What you should do —
Working from the entries below, give again each line from the first through the one containing "business data structures", exactly and with nothing else.

Data for analysis Block Start

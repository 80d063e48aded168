//! Typed failure conditions raised by the core.
//!
//! The core returns these and never logs them; the HTTP layer decides what the
//! caller sees (see [`crate::error::AppError`]).

/// Failures of the short code generator.
#[derive(Debug, Clone, PartialEq, Eq, thiserror::Error)]
pub enum CodeError {
    /// Requested code length is zero. Programmer error, not retried.
    #[error("short code length must be positive, got {0}")]
    InvalidLength(usize),

    /// The OS random source failed. Never falls back to a weaker generator.
    #[error("secure random source unavailable: {0}")]
    RandomSourceFailure(String),
}

/// Failures of a [`crate::domain::repositories::UrlRepository`] backend.
#[derive(Debug, Clone, PartialEq, Eq, thiserror::Error)]
pub enum StoreError {
    /// A record with this short code already exists.
    #[error("short code '{0}' already exists")]
    DuplicateCode(String),

    /// No record matches the requested code or id.
    #[error("record not found")]
    NotFound,

    #[error("storage backend error: {0}")]
    Backend(String),
}

impl From<sqlx::Error> for StoreError {
    fn from(e: sqlx::Error) -> Self {
        StoreError::Backend(e.to_string())
    }
}
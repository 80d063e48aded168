//! Infrastructure layer for external integrations.
//!
//! Implements the storage contract defined by the domain layer.
//!
//! - [`persistence`] - In-memory and PostgreSQL repository implementations

pub mod persistence;
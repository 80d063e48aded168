//! Domain layer containing business entities and the storage contract.
//!
//! # Architecture
//!
//! - [`entities`] - Core business data structures
//! - [`repositories`] - Data access trait definitions
//! - [`errors`] - Typed failure conditions of the core
//! - [`policy`] - Shortening and click-counting behavior switches
//!
//! The domain layer has no dependencies on the HTTP layer. Repository traits
//! are implemented in [`crate::infrastructure::persistence`].

pub mod entities;
pub mod errors;
pub mod policy;
pub mod repositories;

pub use errors::{CodeError, StoreError};
pub use policy::{ClickCounting, ShortenPolicy};
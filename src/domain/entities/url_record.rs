//! URL record entity representing one shortening mapping.

use chrono::{DateTime, Utc};

/// A stored mapping from short code to original URL.
///
/// Everything except `click_count` is fixed once the store assigns the `id`.
#[derive(Debug, Clone, PartialEq, Eq, sqlx::FromRow)]
pub struct UrlRecord {
    pub id: i64,
    pub original_url: String,
    pub short_code: String,
    pub created_at: DateTime<Utc>,
    pub click_count: i64,
}

impl UrlRecord {
    /// Creates a new UrlRecord instance.
    pub fn new(
        id: i64,
        original_url: String,
        short_code: String,
        created_at: DateTime<Utc>,
        click_count: i64,
    ) -> Self {
        Self {
            id,
            original_url,
            short_code,
            created_at,
            click_count,
        }
    }

    /// Projects the record onto its public statistics.
    pub fn stats(&self) -> UrlStats {
        UrlStats {
            short_code: self.short_code.clone(),
            original_url: self.original_url.clone(),
            created_at: self.created_at,
            click_count: self.click_count,
        }
    }
}

/// Input data for creating a new record.
///
/// `created_at` is stamped by the store when left as `None`.
#[derive(Debug, Clone)]
pub struct NewUrlRecord {
    pub original_url: String,
    pub short_code: String,
    pub created_at: Option<DateTime<Utc>>,
}

impl NewUrlRecord {
    pub fn new(original_url: impl Into<String>, short_code: impl Into<String>) -> Self {
        Self {
            original_url: original_url.into(),
            short_code: short_code.into(),
            created_at: None,
        }
    }
}

/// Click statistics for a single short code.
#[derive(Debug, Clone, PartialEq, Eq)]
pub struct UrlStats {
    pub short_code: String,
    pub original_url: String,
    pub created_at: DateTime<Utc>,
    pub click_count: i64,
}
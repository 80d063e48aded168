//! Data Transfer Objects for API requests and responses.
//!
//! All DTOs use Serde for JSON serialization; request bodies are checked
//! with `validator`.

pub mod health;
pub mod pagination;
pub mod shorten;
pub mod stats;
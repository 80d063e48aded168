//! HTTP request/response tracing middleware.

use tower_http::LatencyUnit;
use tower_http::classify::{ServerErrorsAsFailures, SharedClassifier};
use tower_http::trace::{DefaultMakeSpan, DefaultOnResponse, TraceLayer};
use tracing::Level;

/// Creates a tracing middleware for HTTP requests.
///
/// Opens an `INFO` span per request (method, URI, version) and logs the
/// response status with latency in milliseconds.
///
/// ```text
/// INFO request{method=POST uri=/api/v1/urls version=HTTP/1.1}: finished processing request latency=3 ms status=201
/// ```
pub fn layer() -> TraceLayer<SharedClassifier<ServerErrorsAsFailures>> {
    TraceLayer::new_for_http()
        .make_span_with(DefaultMakeSpan::new().level(Level::INFO))
        .on_response(
            DefaultOnResponse::new()
                .level(Level::INFO)
                .latency_unit(LatencyUnit::Millis),
        )
}
//! PostgreSQL repository tests.
//!
//! Run with `DATABASE_URL` pointing at a scratch server:
//! `cargo test --test repository_url -- --ignored`

use chrono::{Duration, Utc};
use sqlx::PgPool;
use std::sync::Arc;
use shortlink::domain::StoreError;
use shortlink::domain::entities::NewUrlRecord;
use shortlink::domain::repositories::UrlRepository;
use shortlink::infrastructure::persistence::PgUrlRepository;

fn repo(pool: PgPool) -> PgUrlRepository {
    PgUrlRepository::new(Arc::new(pool))
}

#[sqlx::test]
#[ignore = "requires DATABASE_URL"]
async fn test_create_and_get(pool: PgPool) {
    let repo = repo(pool);

    let created = repo
        .create(NewUrlRecord::new("https://example.com", "abc123"))
        .await
        .unwrap();

    assert_eq!(created.short_code, "abc123");
    assert_eq!(created.original_url, "https://example.com");
    assert_eq!(created.click_count, 0);

    let found = repo.get_by_code("abc123").await.unwrap();
    assert_eq!(found, created);
}

#[sqlx::test]
#[ignore = "requires DATABASE_URL"]
async fn test_create_duplicate_code(pool: PgPool) {
    let repo = repo(pool);
    repo.create(NewUrlRecord::new("https://a.example.com", "dup001"))
        .await
        .unwrap();

    let result = repo
        .create(NewUrlRecord::new("https://b.example.com", "dup001"))
        .await;

    assert_eq!(result, Err(StoreError::DuplicateCode("dup001".to_string())));
}

#[sqlx::test]
#[ignore = "requires DATABASE_URL"]
async fn test_get_missing_code(pool: PgPool) {
    let repo = repo(pool);

    assert_eq!(repo.get_by_code("nope00").await, Err(StoreError::NotFound));
    assert!(!repo.exists("nope00").await.unwrap());
}

#[sqlx::test]
#[ignore = "requires DATABASE_URL"]
async fn test_get_by_original_url_returns_oldest(pool: PgPool) {
    let repo = repo(pool);
    let mut older = NewUrlRecord::new("https://example.com", "old001");
    older.created_at = Some(Utc::now() - Duration::hours(1));
    repo.create(older).await.unwrap();
    repo.create(NewUrlRecord::new("https://example.com", "new001"))
        .await
        .unwrap();

    let found = repo
        .get_by_original_url("https://example.com")
        .await
        .unwrap()
        .unwrap();
    assert_eq!(found.short_code, "old001");

    assert!(
        repo.get_by_original_url("https://other.example.com")
            .await
            .unwrap()
            .is_none()
    );
}

#[sqlx::test]
#[ignore = "requires DATABASE_URL"]
async fn test_increment_clicks(pool: PgPool) {
    let repo = repo(pool);
    let record = repo
        .create(NewUrlRecord::new("https://example.com", "click1"))
        .await
        .unwrap();

    assert_eq!(repo.increment_clicks(record.id).await.unwrap(), 1);
    assert_eq!(repo.increment_clicks(record.id).await.unwrap(), 2);
    assert_eq!(repo.get_by_code("click1").await.unwrap().click_count, 2);

    assert_eq!(repo.increment_clicks(999_999).await, Err(StoreError::NotFound));
}

#[sqlx::test]
#[ignore = "requires DATABASE_URL"]
async fn test_concurrent_increments_are_not_lost(pool: PgPool) {
    let repo = Arc::new(repo(pool));
    let record = repo
        .create(NewUrlRecord::new("https://example.com", "race01"))
        .await
        .unwrap();

    let mut handles = Vec::new();
    for _ in 0..50 {
        let repo = repo.clone();
        handles.push(tokio::spawn(async move {
            repo.increment_clicks(record.id).await.unwrap();
        }));
    }
    for handle in handles {
        handle.await.unwrap();
    }

    assert_eq!(repo.get_by_code("race01").await.unwrap().click_count, 50);
}

#[sqlx::test]
#[ignore = "requires DATABASE_URL"]
async fn test_delete(pool: PgPool) {
    let repo = repo(pool);
    repo.create(NewUrlRecord::new("https://example.com", "del001"))
        .await
        .unwrap();

    assert!(repo.delete("del001").await.unwrap());
    assert!(!repo.delete("del001").await.unwrap());
    assert!(!repo.exists("del001").await.unwrap());
}

#[sqlx::test]
#[ignore = "requires DATABASE_URL"]
async fn test_list_and_count(pool: PgPool) {
    let repo = repo(pool);
    let now = Utc::now();
    for (i, code) in ["list01", "list02", "list03"].iter().enumerate() {
        let mut record = NewUrlRecord::new(format!("https://example.com/{i}"), *code);
        record.created_at = Some(now + Duration::seconds(i as i64));
        repo.create(record).await.unwrap();
    }

    let page = repo.list(2, 0).await.unwrap();
    let codes: Vec<_> = page.iter().map(|r| r.short_code.as_str()).collect();
    assert_eq!(codes, ["list03", "list02"]);

    let rest = repo.list(2, 2).await.unwrap();
    assert_eq!(rest.len(), 1);
    assert_eq!(rest[0].short_code, "list01");

    assert_eq!(repo.count().await.unwrap(), 3);
    assert!(repo.ping().await.is_ok());
}
//! Application layer services implementing business logic.
//!
//! Services orchestrate domain operations by coordinating repository calls,
//! validation, and policy. They consume repository traits and give HTTP
//! handlers a small API.
//!
//! - [`services::url_service::UrlService`] - Short URL creation, resolution and statistics

pub mod services;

Data for analysis Block End

Reply —
repository 80d063e48aded168
//! Typed failure conditions raised by the core.
//!
//! The core returns these and never logs them; the HTTP layer decides what the
//! caller sees (see [`crate::error::AppError`]).

/// Failures of the short code generator.
#[derive(Debug, Clone, PartialEq, Eq, thiserror::Error)]
pub enum CodeError {
    /// Requested code length is zero. Programmer error, not retried.
    #[error("short code length must be positive, got {0}")]
    InvalidLength(usize),

    /// The OS random source failed. Never falls back to a weaker generator.
    #[error("secure random source unavailable: {0}")]
    RandomSourceFailure(String),
}

/// Failures of a [`crate::domain::repositories::UrlRepository`] backend.
#[derive(Debug, Clone, PartialEq, Eq, thiserror::Error)]
pub enum StoreError {
    /// A record with this short code already exists.
    #[error("short code '{0}' already exists")]
    DuplicateCode(String),

    /// No record matches the requested code or id.
    #[error("record not found")]
    NotFound,

    #[error("storage backend error: {0}")]
    Backend(String),
}

impl From<sqlx::Error> for StoreError {
    fn from(e: sqlx::Error) -> Self {
        StoreError::Backend(e.to_string())
    }
}
repository 80d063e48aded168
//! Infrastructure layer for external integrations.
//!
//! Implements the storage contract defined by the domain layer.
//!
//! - [`persistence`] - In-memory and PostgreSQL repository implementations

pub mod persistence;
repository 80d063e48aded168
//! Domain layer containing business entities and the storage contract.
//!
//! # Architecture
//!
//! - [`entities`] - Core business data structures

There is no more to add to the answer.